Excerpts from a dataset:
*** Block opens ***
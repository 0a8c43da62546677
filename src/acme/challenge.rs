//! HTTP-01 challenge responder.

use std::collections::HashMap;
use std::sync::{Arc, PoisonError, RwLock, RwLockReadGuard, RwLockWriteGuard};

use axum::extract::{Path, Request, State};
use axum::http::{header, Method, StatusCode};
use axum::response::{IntoResponse, Response};
use axum::routing::get;
use axum::Router;
use tracing::debug;

/// Path prefix the CA requests challenge tokens under.
pub const CHALLENGE_PATH_PREFIX: &str = "/.well-known/acme-challenge/";

/// Pending HTTP-01 challenges, keyed by token.
#[derive(Debug, Clone, Default)]
pub struct ChallengeResponder {
    tokens: Arc<RwLock<HashMap<String, String>>>,
}

impl ChallengeResponder {
    /// Create an empty responder.
    pub fn new() -> Self {
        Self::default()
    }

    fn read(&self) -> RwLockReadGuard<'_, HashMap<String, String>> {
        self.tokens.read().unwrap_or_else(PoisonError::into_inner)
    }

    fn write(&self) -> RwLockWriteGuard<'_, HashMap<String, String>> {
        self.tokens.write().unwrap_or_else(PoisonError::into_inner)
    }

    /// Publish the key authorization for `token`.
    pub fn insert(&self, token: impl Into<String>, key_authorization: impl Into<String>) {
        self.write().insert(token.into(), key_authorization.into());
    }

    /// Withdraw `token`.
    pub fn remove(&self, token: &str) {
        self.write().remove(token);
    }

    /// Key authorization published for `token`.
    pub fn get(&self, token: &str) -> Option<String> {
        self.read().get(token).cloned()
    }

    /// Router for the challenge listener.
    ///
    /// Serves published tokens. Any other GET or HEAD is redirected to HTTPS;
    /// other methods get 400.
    pub fn router(&self) -> Router {
        Router::new()
            .route(&format!("{CHALLENGE_PATH_PREFIX}:token"), get(serve_token))
            .fallback(redirect_to_https)
            .with_state(self.clone())
    }
}

async fn serve_token(
    State(responder): State<ChallengeResponder>,
    Path(token): Path<String>,
) -> Response {
    match responder.get(&token) {
        Some(key_authorization) => {
            debug!(token = %token, "answering http-01 challenge");
            (
                [(header::CONTENT_TYPE, "text/plain")],
                key_authorization,
            )
                .into_response()
        }
        None => StatusCode::NOT_FOUND.into_response(),
    }
}

async fn redirect_to_https(request: Request) -> Response {
    if request.method() != Method::GET && request.method() != Method::HEAD {
        return StatusCode::BAD_REQUEST.into_response();
    }

    let Some(host) = request
        .headers()
        .get(header::HOST)
        .and_then(|h| h.to_str().ok())
    else {
        return StatusCode::BAD_REQUEST.into_response();
    };
    let host = strip_port(host);

    let path = request
        .uri()
        .path_and_query()
        .map(|pq| pq.as_str())
        .unwrap_or("/");

    (
        StatusCode::FOUND,
        [(header::LOCATION, format!("https://{host}{path}"))],
    )
        .into_response()
}

fn strip_port(host: &str) -> &str {
    if host.starts_with('[') {
        return host.find(']').map(|i| &host[..=i]).unwrap_or(host);
    }
    host.split_once(':').map(|(h, _)| h).unwrap_or(host)
}

#[cfg(test)]
mod tests {
    use super::*;
    use axum::body::Body;
    use tower::ServiceExt;

    #[tokio::test]
    async fn serves_published_tokens() {
        let responder = ChallengeResponder::new();
        responder.insert("tok123", "tok123.thumbprint");

        let response = responder
            .router()
            .oneshot(
                axum::http::Request::builder()
                    .uri("/.well-known/acme-challenge/tok123")
                    .body(Body::empty())
                    .unwrap(),
            )
            .await
            .unwrap();

        assert_eq!(response.status(), StatusCode::OK);
        let body = axum::body::to_bytes(response.into_body(), usize::MAX)
            .await
            .unwrap();
        assert_eq!(&body[..], b"tok123.thumbprint");
    }

    #[tokio::test]
    async fn unknown_token_is_not_found() {
        let responder = ChallengeResponder::new();
        responder.insert("tok123", "x");
        responder.remove("tok123");

        let response = responder
            .router()
            .oneshot(
                axum::http::Request::builder()
                    .uri("/.well-known/acme-challenge/tok123")
                    .body(Body::empty())
                    .unwrap(),
            )
            .await
            .unwrap();

        assert_eq!(response.status(), StatusCode::NOT_FOUND);
    }

    #[tokio::test]
    async fn other_get_requests_redirect_to_https() {
        let response = ChallengeResponder::new()
            .router()
            .oneshot(
                axum::http::Request::builder()
                    .uri("/webhook?x=1")
                    .header(header::HOST, "bot.example.com:80")
                    .body(Body::empty())
                    .unwrap(),
            )
            .await
            .unwrap();

        assert_eq!(response.status(), StatusCode::FOUND);
        assert_eq!(
            response.headers()[header::LOCATION],
            "https://bot.example.com/webhook?x=1"
        );
    }

    #[tokio::test]
    async fn other_methods_are_bad_requests() {
        let response = ChallengeResponder::new()
            .router()
            .oneshot(
                axum::http::Request::builder()
                    .method(Method::POST)
                    .uri("/")
                    .header(header::HOST, "bot.example.com")
                    .body(Body::empty())
                    .unwrap(),
            )
            .await
            .unwrap();

        assert_eq!(response.status(), StatusCode::BAD_REQUEST);
    }

    #[test]
    fn tokens_survive_a_poisoned_lock() {
        let responder = ChallengeResponder::new();
        let poisoner = responder.clone();
        let _ = std::thread::spawn(move || {
            let _guard = poisoner.tokens.write().unwrap();
            panic!("poison the token lock");
        })
        .join();

        responder.insert("tok123", "tok123.thumbprint");
        assert_eq!(responder.get("tok123").as_deref(), Some("tok123.thumbprint"));
        responder.remove("tok123");
        assert!(responder.get("tok123").is_none());
    }

    #[test]
    fn strips_ports_from_hosts() {
        assert_eq!(strip_port("bot.example.com:8080"), "bot.example.com");
        assert_eq!(strip_port("bot.example.com"), "bot.example.com");
        assert_eq!(strip_port("[::1]:80"), "[::1]");
    }
}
*** Block closes ***
WORK TO BE COMPLETED: Search the records for the string "example" and report each line that has it.

SOLUTION TO THIS EXERCISE:
                    .header(header::HOST, "bot.example.com:80")
            "https://bot.example.com/webhook?x=1"
                    .header(header::HOST, "bot.example.com")
        assert_eq!(strip_port("bot.example.com:8080"), "bot.example.com");
        assert_eq!(strip_port("bot.example.com"), "bot.example.com");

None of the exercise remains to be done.